Amid Complaints of $265M UN Repair Overrun, $147M More, No DC5?

By Matthew Russell Lee

UNITED NATIONS, March 12 -- With the UN Security Council full of foreign minister on Monday, some expressed surprise at the stage of the Capital Master Plan reconstruction of the UN, and the cost overruns under Secretary General Ban Ki-moon. Things are worse than they know.

Last week, CMP Assistant Secretary General Michael Adlerstein belatedly told member states that cost overruns now are $265 million, compared to a previous disclose of less of $80 million, supposedly whittled down through something called value engineering.

But even this $265 million overrun understates the problem, as it does not include so-called "associated costs." According to the document A/66/527/Add.1, "the resources required for associated costs for the period from 2008 to 2013 are estimated to total $146,806,000."

So the actual CMP cost overrun under Ban and Adlerstein is $412 million. Recently there was a push to override local opposition and make plans to build another new UN building, tentatively called DC-5, on the playground to the south of 42nd Street, where currently children play sports, and adults soccer in the afternoon.

Now, sources tell Inner City Press, the idea of the UN building yet another building seems "absurd," with the over $400 million overrun on a mere reconstruction. Watch this site.

Footnote: Inner City Press alluded to this coming disclosure last week, even as a major wire service (mis) reported that the CMP cost overrun was "only" four percent.

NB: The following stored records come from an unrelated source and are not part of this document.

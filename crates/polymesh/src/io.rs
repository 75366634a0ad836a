//! JSON interchange for raw and finalized meshes.
//!
//! Reading the source mesh format and writing solver meshes are handled by
//! external tools; these files are the hand-off between them and this crate.

use std::fs::File;
use std::io::{BufReader, BufWriter, Write};
use std::path::Path;

use serde::Serialize;
use serde::de::DeserializeOwned;
use tracing::{debug, info};

use crate::error::{MeshError, MeshResult};
use crate::types::{PolyMesh, RawMesh};

fn load_json<T: DeserializeOwned>(path: &Path) -> MeshResult<T> {
    let file = File::open(path).map_err(|e| MeshError::io_read(path, e))?;
    serde_json::from_reader(BufReader::new(file))
        .map_err(|e| MeshError::parse_error(path, e.to_string()))
}

fn save_json<T: Serialize>(value: &T, path: &Path) -> MeshResult<()> {
    let file = File::create(path).map_err(|e| MeshError::io_write(path, e))?;
    let mut writer = BufWriter::new(file);
    serde_json::to_writer(&mut writer, value).map_err(|e| {
        MeshError::io_write(path, std::io::Error::other(e))
    })?;
    writer.flush().map_err(|e| MeshError::io_write(path, e))
}

/// Load reader output from a JSON file.
pub fn load_raw_mesh(path: impl AsRef<Path>) -> MeshResult<RawMesh> {
    let path = path.as_ref();
    info!("Loading raw mesh from {:?}", path);
    let raw: RawMesh = load_json(path)?;
    debug!(
        points = raw.point_count(),
        faces = raw.face_count(),
        cells = raw.cell_count(),
        boundaries = raw.boundaries.len(),
        "Loaded raw mesh"
    );
    Ok(raw)
}

/// Save reader output to a JSON file.
pub fn save_raw_mesh(raw: &RawMesh, path: impl AsRef<Path>) -> MeshResult<()> {
    let path = path.as_ref();
    info!("Saving raw mesh to {:?}", path);
    save_json(raw, path)
}

/// Load a finalized mesh from a JSON file.
pub fn load_poly_mesh(path: impl AsRef<Path>) -> MeshResult<PolyMesh> {
    let path = path.as_ref();
    info!("Loading mesh from {:?}", path);
    let mesh: PolyMesh = load_json(path)?;

    if mesh.owner.len() != mesh.faces.len() || mesh.neighbour.len() > mesh.faces.len() {
        return Err(MeshError::parse_error(
            path,
            format!(
                "{} faces but {} owners and {} neighbours",
                mesh.faces.len(),
                mesh.owner.len(),
                mesh.neighbour.len()
            ),
        ));
    }

    debug!(
        points = mesh.point_count(),
        faces = mesh.face_count(),
        cells = mesh.cell_count,
        "Loaded mesh"
    );
    Ok(mesh)
}

/// Save a finalized mesh to a JSON file.
pub fn save_poly_mesh(mesh: &PolyMesh, path: impl AsRef<Path>) -> MeshResult<()> {
    let path = path.as_ref();
    info!("Saving mesh to {:?}", path);
    save_json(mesh, path)
}

#[cfg(test)]
mod tests {
    use super::*;
    use crate::types::{BoundaryPatch, Face, RawBoundary};
    use nalgebra::Point3;
    use tempfile::tempdir;

    #[test]
    fn test_raw_mesh_file_round_trip() {
        let dir = tempdir().unwrap();
        let path = dir.path().join("raw.json");
        let raw = RawMesh {
            points: vec![Point3::new(0.0, 0.0, 0.0), Point3::new(1.0, 2.0, 3.0)],
            faces: vec![Face::from([0, 1, 0])],
            cells: vec![vec![1, -1]],
            boundaries: vec![RawBoundary {
                name: "inlet".into(),
                faces: vec![1],
            }],
        };
        save_raw_mesh(&raw, &path).unwrap();
        assert_eq!(load_raw_mesh(&path).unwrap(), raw);
    }

    #[test]
    fn test_raw_mesh_json_layout() {
        let json = r#"{
            "points": [[0, 0, 0], [1, 0, 0], [0, 1, 0]],
            "faces": [[0, 1, 2]],
            "cells": [[1], [-1]]
        }"#;
        let raw: RawMesh = serde_json::from_str(json).unwrap();
        assert_eq!(raw.faces[0], Face::from([0, 1, 2]));
        assert!(raw.boundaries.is_empty());
    }

    #[test]
    fn test_poly_mesh_length_check() {
        let dir = tempdir().unwrap();
        let path = dir.path().join("mesh.json");
        let mesh = PolyMesh {
            points: vec![Point3::origin(); 3],
            faces: vec![Face::from([0, 1, 2])],
            owner: vec![],
            neighbour: vec![],
            cell_count: 1,
            patches: vec![BoundaryPatch::new("wall", 0, 1)],
        };
        save_poly_mesh(&mesh, &path).unwrap();
        let err = load_poly_mesh(&path).unwrap_err();
        assert!(matches!(err, MeshError::ParseError { .. }));
    }

    #[test]
    fn test_missing_file() {
        let err = load_raw_mesh("/nonexistent/raw.json").unwrap_err();
        assert!(matches!(err, MeshError::IoRead { .. }));
    }
}
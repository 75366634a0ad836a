//! Core mesh data types.
//!
//! [`RawMesh`] is what an upstream reader hands over: points, unoriented
//! polygons and per-cell signed face references. [`PolyMesh`] is the
//! finalized owner/neighbour topology produced by
//! [`OrientedTopologyBuilder`](crate::OrientedTopologyBuilder).

use nalgebra::{Point3, Vector3};
use serde::{Deserialize, Serialize};

/// A polygonal face: an ordered ring of point indices.
///
/// The winding determines the implied normal (right-hand rule).
#[derive(Debug, Clone, Default, PartialEq, Eq, Hash, Serialize, Deserialize)]
#[serde(transparent)]
pub struct Face(Vec<u32>);

impl Face {
    /// Create a face from a ring of point indices.
    #[inline]
    pub fn new(points: Vec<u32>) -> Self {
        Self(points)
    }

    /// Number of vertices in the ring.
    #[inline]
    pub fn len(&self) -> usize {
        self.0.len()
    }

    /// True if the ring has no vertices.
    #[inline]
    pub fn is_empty(&self) -> bool {
        self.0.is_empty()
    }

    /// The point indices in winding order.
    #[inline]
    pub fn as_slice(&self) -> &[u32] {
        &self.0
    }

    /// Consume the face and return its point indices.
    #[inline]
    pub fn into_inner(self) -> Vec<u32> {
        self.0
    }

    /// Reverse the winding in place.
    ///
    /// The first vertex is kept in place, so `[a, b, c, d]` becomes
    /// `[a, d, c, b]`.
    pub fn flip(&mut self) {
        if self.0.len() > 2 {
            self.0[1..].reverse();
        }
    }

    /// Return a copy with reversed winding.
    pub fn flipped(&self) -> Self {
        let mut face = self.clone();
        face.flip();
        face
    }

    /// Rotate the ring so the vertex at `mid` becomes the first one.
    pub fn rotate_left(&mut self, mid: usize) {
        if !self.0.is_empty() {
            let n = self.0.len();
            self.0.rotate_left(mid % n);
        }
    }

    /// True if the ring contains `point`.
    #[inline]
    pub fn contains(&self, point: u32) -> bool {
        self.0.contains(&point)
    }

    /// Iterate over directed edges `(a, b)`, closing the ring.
    pub fn edges(&self) -> impl Iterator<Item = (u32, u32)> + '_ {
        let n = self.0.len();
        (0..n).map(move |i| (self.0[i], self.0[(i + 1) % n]))
    }

    /// First point index that occurs more than once in the ring, if any.
    pub fn repeated_vertex(&self) -> Option<u32> {
        let mut seen = hashbrown::HashSet::with_capacity(self.0.len());
        self.0.iter().copied().find(|&v| !seen.insert(v))
    }

    /// Area vector (normal scaled by area) of the polygon.
    ///
    /// Uses a fan of triangles around the vertex average so that non-planar
    /// polygons get a well-defined result. Point indices must be valid.
    pub fn area_vector(&self, points: &[Point3<f64>]) -> Vector3<f64> {
        match self.0.len() {
            0..=2 => Vector3::zeros(),
            3 => {
                let a = points[self.0[0] as usize];
                let b = points[self.0[1] as usize];
                let c = points[self.0[2] as usize];
                0.5 * (b - a).cross(&(c - a))
            }
            _ => {
                let avg = self.vertex_average(points);
                self.edges()
                    .map(|(a, b)| {
                        let pa = points[a as usize];
                        let pb = points[b as usize];
                        0.5 * (pa - avg).cross(&(pb - avg))
                    })
                    .sum()
            }
        }
    }

    /// Area-weighted centre of the polygon. Point indices must be valid.
    pub fn centre(&self, points: &[Point3<f64>]) -> Point3<f64> {
        if self.0.is_empty() {
            return Point3::origin();
        }
        let avg = self.vertex_average(points);
        if self.0.len() == 3 {
            return avg;
        }

        let mut weighted = Vector3::zeros();
        let mut total = 0.0;
        for (a, b) in self.edges() {
            let pa = points[a as usize];
            let pb = points[b as usize];
            let area = 0.5 * (pa - avg).cross(&(pb - avg)).norm();
            let centroid = (avg.coords + pa.coords + pb.coords) / 3.0;
            weighted += area * centroid;
            total += area;
        }

        if total > f64::EPSILON {
            Point3::from(weighted / total)
        } else {
            avg
        }
    }

    fn vertex_average(&self, points: &[Point3<f64>]) -> Point3<f64> {
        let sum: Vector3<f64> = self.0.iter().map(|&i| points[i as usize].coords).sum();
        Point3::from(sum / self.0.len() as f64)
    }
}

impl From<Vec<u32>> for Face {
    fn from(points: Vec<u32>) -> Self {
        Self(points)
    }
}

impl<const N: usize> From<[u32; N]> for Face {
    fn from(points: [u32; N]) -> Self {
        Self(points.to_vec())
    }
}

impl std::ops::Index<usize> for Face {
    type Output = u32;

    #[inline]
    fn index(&self, index: usize) -> &u32 {
        &self.0[index]
    }
}

/// Direction of a face's stored normal relative to a referencing cell.
#[derive(Debug, Clone, Copy, PartialEq, Eq, Hash)]
pub enum Orientation {
    /// Stored normal points out of the cell.
    Outward,
    /// Stored normal points into the cell.
    Inward,
}

/// A decoded cell-to-face reference.
#[derive(Debug, Clone, Copy, PartialEq, Eq, Hash)]
pub struct FaceRef {
    /// Zero-based face index.
    pub face: usize,
    /// Orientation of the stored face relative to the cell.
    pub orientation: Orientation,
}

/// Numeric convention for signed face references.
///
/// A wire value `v` names face `|v| - base`; a negative value means the
/// stored normal points into the referencing cell. The default base is 1,
/// which keeps face 0 representable as inward (`-1`).
#[derive(Debug, Clone, Copy, PartialEq, Eq, Serialize, Deserialize)]
pub struct FaceRefConvention {
    pub base: i64,
}

impl Default for FaceRefConvention {
    fn default() -> Self {
        Self { base: 1 }
    }
}

impl FaceRefConvention {
    pub fn new(base: i64) -> Self {
        Self { base }
    }

    /// Decode a signed wire value. Returns `None` if it names no face in
    /// `0..face_count`.
    pub fn decode(&self, value: i64, face_count: usize) -> Option<FaceRef> {
        let orientation = if value < 0 {
            Orientation::Inward
        } else {
            Orientation::Outward
        };
        let index = value.checked_abs()?.checked_sub(self.base)?;
        let face = usize::try_from(index).ok().filter(|&f| f < face_count)?;
        Some(FaceRef { face, orientation })
    }

    /// Decode an unsigned boundary face value. Returns `None` if negative or
    /// out of range.
    pub fn decode_index(&self, value: i64, face_count: usize) -> Option<usize> {
        let index = value.checked_sub(self.base)?;
        usize::try_from(index).ok().filter(|&f| f < face_count)
    }

    /// Encode a face reference back to its wire value.
    pub fn encode(&self, face_ref: FaceRef) -> i64 {
        let magnitude = face_ref.face as i64 + self.base;
        match face_ref.orientation {
            Orientation::Outward => magnitude,
            Orientation::Inward => -magnitude,
        }
    }
}

/// A named list of boundary faces as supplied by the reader.
#[derive(Debug, Clone, PartialEq, Serialize, Deserialize)]
pub struct RawBoundary {
    pub name: String,
    /// Face ids in the reader's numbering (same base as cell references).
    pub faces: Vec<i64>,
}

/// Raw connectivity handed over by an upstream mesh reader.
#[derive(Debug, Clone, Default, PartialEq, Serialize, Deserialize)]
pub struct RawMesh {
    pub points: Vec<Point3<f64>>,
    pub faces: Vec<Face>,
    /// Per cell, signed face references.
    pub cells: Vec<Vec<i64>>,
    #[serde(default)]
    pub boundaries: Vec<RawBoundary>,
}

impl RawMesh {
    pub fn point_count(&self) -> usize {
        self.points.len()
    }

    pub fn face_count(&self) -> usize {
        self.faces.len()
    }

    pub fn cell_count(&self) -> usize {
        self.cells.len()
    }

    /// Scale all points uniformly around the origin.
    pub fn scale(&mut self, factor: f64) {
        for p in &mut self.points {
            p.coords *= factor;
        }
    }
}

/// A contiguous run of boundary faces in a finalized mesh.
#[derive(Debug, Clone, PartialEq, Eq, Serialize, Deserialize)]
pub struct BoundaryPatch {
    pub name: String,
    pub start: usize,
    pub size: usize,
}

impl BoundaryPatch {
    pub fn new(name: impl Into<String>, start: usize, size: usize) -> Self {
        Self {
            name: name.into(),
            start,
            size,
        }
    }

    /// One past the last face of the patch.
    #[inline]
    pub fn end(&self) -> usize {
        self.start + self.size
    }

    /// Face index range covered by the patch.
    #[inline]
    pub fn range(&self) -> std::ops::Range<usize> {
        self.start..self.end()
    }
}

/// A finalized polyhedral mesh in owner/neighbour form.
///
/// Internal faces come first, so `neighbour.len()` is the internal face
/// count and `neighbour[f]` pairs with `owner[f]` for every internal face.
#[derive(Debug, Clone, Default, PartialEq, Serialize, Deserialize)]
pub struct PolyMesh {
    pub points: Vec<Point3<f64>>,
    pub faces: Vec<Face>,
    pub owner: Vec<usize>,
    pub neighbour: Vec<usize>,
    pub cell_count: usize,
    #[serde(default)]
    pub patches: Vec<BoundaryPatch>,
}

impl PolyMesh {
    #[inline]
    pub fn point_count(&self) -> usize {
        self.points.len()
    }

    #[inline]
    pub fn face_count(&self) -> usize {
        self.faces.len()
    }

    #[inline]
    pub fn internal_face_count(&self) -> usize {
        self.neighbour.len()
    }

    #[inline]
    pub fn boundary_face_count(&self) -> usize {
        self.faces.len().saturating_sub(self.neighbour.len())
    }

    #[inline]
    pub fn is_internal(&self, face: usize) -> bool {
        face < self.neighbour.len()
    }

    /// Axis-aligned bounding box, or `None` if there are no points.
    pub fn bounds(&self) -> Option<(Point3<f64>, Point3<f64>)> {
        let first = *self.points.first()?;
        Some(self.points[1..].iter().fold((first, first), |(min, max), p| {
            (min.inf(p), max.sup(p))
        }))
    }

    /// Total number of face-vertex entries.
    pub fn face_vertex_count(&self) -> usize {
        self.faces.iter().map(Face::len).sum()
    }
}

#[cfg(test)]
mod tests {
    use super::*;
    use approx::assert_relative_eq;

    fn unit_square() -> Vec<Point3<f64>> {
        vec![
            Point3::new(0.0, 0.0, 0.0),
            Point3::new(1.0, 0.0, 0.0),
            Point3::new(1.0, 1.0, 0.0),
            Point3::new(0.0, 1.0, 0.0),
        ]
    }

    #[test]
    fn test_face_flip_keeps_first_vertex() {
        let mut face = Face::from([0, 1, 2, 3]);
        face.flip();
        assert_eq!(face.as_slice(), &[0, 3, 2, 1]);
        assert_eq!(face.flipped(), Face::from([0, 1, 2, 3]));
    }

    #[test]
    fn test_face_rotate_and_edges() {
        let mut face = Face::from([4, 5, 6]);
        face.rotate_left(4);
        assert_eq!(face.as_slice(), &[5, 6, 4]);
        let edges: Vec<_> = face.edges().collect();
        assert_eq!(edges, vec![(5, 6), (6, 4), (4, 5)]);
    }

    #[test]
    fn test_repeated_vertex() {
        assert_eq!(Face::from([1, 2, 3, 4]).repeated_vertex(), None);
        assert_eq!(Face::from([1, 2, 3, 2, 5]).repeated_vertex(), Some(2));
    }

    #[test]
    fn test_area_vector_and_centre() {
        let points = unit_square();
        let face = Face::from([0, 1, 2, 3]);
        let area = face.area_vector(&points);
        assert_relative_eq!(area.z, 1.0, epsilon = 1e-12);
        assert_relative_eq!(area.x, 0.0, epsilon = 1e-12);

        let reversed = face.flipped().area_vector(&points);
        assert_relative_eq!(reversed.z, -1.0, epsilon = 1e-12);

        let centre = face.centre(&points);
        assert_relative_eq!(centre.x, 0.5, epsilon = 1e-12);
        assert_relative_eq!(centre.y, 0.5, epsilon = 1e-12);
    }

    #[test]
    fn test_triangle_area() {
        let points = unit_square();
        let tri = Face::from([0, 1, 2]);
        assert_relative_eq!(tri.area_vector(&points).norm(), 0.5, epsilon = 1e-12);
    }

    #[test]
    fn test_decode_default_base() {
        let conv = FaceRefConvention::default();
        assert_eq!(
            conv.decode(1, 3),
            Some(FaceRef {
                face: 0,
                orientation: Orientation::Outward
            })
        );
        assert_eq!(
            conv.decode(-3, 3),
            Some(FaceRef {
                face: 2,
                orientation: Orientation::Inward
            })
        );
        assert_eq!(conv.decode(0, 3), None);
        assert_eq!(conv.decode(4, 3), None);
        assert_eq!(conv.decode(i64::MIN, 3), None);
    }

    #[test]
    fn test_decode_zero_base() {
        let conv = FaceRefConvention::new(0);
        assert_eq!(conv.decode(0, 2).map(|r| r.face), Some(0));
        assert_eq!(
            conv.decode(-1, 2).map(|r| r.orientation),
            Some(Orientation::Inward)
        );
        assert_eq!(conv.decode_index(-1, 2), None);
        assert_eq!(conv.decode_index(1, 2), Some(1));
    }

    #[test]
    fn test_encode_inverts_decode() {
        let conv = FaceRefConvention::default();
        for value in [1, -1, 7, -7] {
            let decoded = conv.decode(value, 10).unwrap();
            assert_eq!(conv.encode(decoded), value);
        }
    }

    #[test]
    fn test_raw_mesh_scale() {
        let mut raw = RawMesh {
            points: unit_square(),
            ..Default::default()
        };
        raw.scale(2.0);
        assert_relative_eq!(raw.points[2].x, 2.0);
        assert_relative_eq!(raw.points[2].y, 2.0);
    }

    #[test]
    fn test_polymesh_counts_and_bounds() {
        let mesh = PolyMesh {
            points: unit_square(),
            faces: vec![Face::from([0, 1, 2]), Face::from([0, 2, 3])],
            owner: vec![0, 0],
            neighbour: vec![1],
            cell_count: 2,
            patches: vec![BoundaryPatch::new("wall", 1, 1)],
        };
        assert_eq!(mesh.internal_face_count(), 1);
        assert_eq!(mesh.boundary_face_count(), 1);
        assert!(mesh.is_internal(0));
        assert!(!mesh.is_internal(1));
        assert_eq!(mesh.face_vertex_count(), 6);
        let (min, max) = mesh.bounds().unwrap();
        assert_relative_eq!(min.x, 0.0);
        assert_relative_eq!(max.y, 1.0);
        assert_eq!(mesh.patches[0].range(), 1..2);
    }
}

Meanwhile the UN has refused to answer Inner City Press' repeated questions about who is getting paid by the UN to accompany Kofi Annan to Syria -- TV images show for example former UN official Alan Doss, who left amid a nepotism scandal in which he asked UNDP to bend or break its rules to give a job to his daughter -- and about the propriety of the return as a UN adviser of another former official, Maurice Strong, who left amid the Oil for Food scandal, and another bout of nepotism.

Mismanagement and corruption may be different things -- but lack of transparency in the use of public money fuels both of them. Watch this site.